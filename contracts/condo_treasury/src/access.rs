use soroban_sdk::{log, Address, Env};

use crate::errors::TreasuryError;
use crate::storage::{read_config, TreasuryConfig};

/// Owner guard run at the top of every owner-restricted entry point.
///
/// The caller must authenticate, and must match the stored owner.
pub fn require_owner(env: &Env, caller: &Address) -> Result<TreasuryConfig, TreasuryError> {
    caller.require_auth();

    let config = read_config(env)?;
    if *caller != config.owner {
        log!(env, "owner check failed for {}", caller.clone());
        return Err(TreasuryError::NotOwner);
    }
    Ok(config)
}

/// Zero is accepted; callers treat it as a no-op.
pub fn require_non_negative(amount: i128) -> Result<(), TreasuryError> {
    if amount < 0 {
        return Err(TreasuryError::InvalidAmount);
    }
    Ok(())
}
********************
What to work on: Search the records for the string "Address" and return every line in which it occurs.

Solution for this exercise:
use soroban_sdk::{log, Address, Env};
pub fn require_owner(env: &Env, caller: &Address) -> Result<TreasuryConfig, TreasuryError> {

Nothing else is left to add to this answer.